Saved entries
▬▬▬▬▬▬
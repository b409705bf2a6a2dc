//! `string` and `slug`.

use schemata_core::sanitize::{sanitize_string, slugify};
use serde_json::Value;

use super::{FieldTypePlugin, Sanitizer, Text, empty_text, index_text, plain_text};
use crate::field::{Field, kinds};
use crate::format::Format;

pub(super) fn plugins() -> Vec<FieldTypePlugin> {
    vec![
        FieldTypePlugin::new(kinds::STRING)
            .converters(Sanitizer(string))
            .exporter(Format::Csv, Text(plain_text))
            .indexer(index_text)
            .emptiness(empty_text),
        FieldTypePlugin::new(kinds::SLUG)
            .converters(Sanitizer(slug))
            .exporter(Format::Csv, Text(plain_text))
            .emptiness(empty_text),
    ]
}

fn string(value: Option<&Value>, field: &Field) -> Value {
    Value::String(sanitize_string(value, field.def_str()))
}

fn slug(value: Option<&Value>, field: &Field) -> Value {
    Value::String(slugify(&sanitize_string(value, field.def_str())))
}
▬▬▬▬▬▬
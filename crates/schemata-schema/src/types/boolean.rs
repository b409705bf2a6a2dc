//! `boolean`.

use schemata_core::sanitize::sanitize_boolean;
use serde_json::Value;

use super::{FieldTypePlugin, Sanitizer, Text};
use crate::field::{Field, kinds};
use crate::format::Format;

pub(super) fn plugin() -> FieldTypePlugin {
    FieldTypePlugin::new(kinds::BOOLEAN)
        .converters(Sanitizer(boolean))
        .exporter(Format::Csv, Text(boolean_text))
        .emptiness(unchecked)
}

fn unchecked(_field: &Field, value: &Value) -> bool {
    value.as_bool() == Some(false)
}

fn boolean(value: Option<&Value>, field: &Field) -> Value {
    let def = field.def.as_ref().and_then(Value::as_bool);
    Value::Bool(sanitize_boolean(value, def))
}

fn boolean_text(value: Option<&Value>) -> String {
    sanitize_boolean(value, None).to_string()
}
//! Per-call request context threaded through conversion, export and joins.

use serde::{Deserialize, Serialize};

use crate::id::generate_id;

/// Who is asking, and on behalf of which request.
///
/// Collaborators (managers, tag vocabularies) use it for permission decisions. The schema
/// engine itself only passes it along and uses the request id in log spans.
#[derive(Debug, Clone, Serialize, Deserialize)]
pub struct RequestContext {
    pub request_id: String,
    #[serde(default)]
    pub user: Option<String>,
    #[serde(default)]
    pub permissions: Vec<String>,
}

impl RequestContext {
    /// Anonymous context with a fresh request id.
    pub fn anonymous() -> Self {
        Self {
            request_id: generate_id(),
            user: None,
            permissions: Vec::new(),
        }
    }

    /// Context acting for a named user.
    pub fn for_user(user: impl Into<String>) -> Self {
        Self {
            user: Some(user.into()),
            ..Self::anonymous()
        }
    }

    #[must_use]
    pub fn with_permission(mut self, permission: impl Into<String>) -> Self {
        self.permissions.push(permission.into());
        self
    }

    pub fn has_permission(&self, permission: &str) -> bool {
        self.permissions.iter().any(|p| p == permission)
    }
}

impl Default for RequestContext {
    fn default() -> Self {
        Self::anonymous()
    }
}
▬▬▬▬▬▬
* Task requirements:
Scan the data above for the string "Option". Copy every line in which it appears.

* Response for this exercise:
fn string(value: Option<&Value>, field: &Field) -> Value {
fn slug(value: Option<&Value>, field: &Field) -> Value {
fn boolean(value: Option<&Value>, field: &Field) -> Value {
fn boolean_text(value: Option<&Value>) -> String {
    pub user: Option<String>,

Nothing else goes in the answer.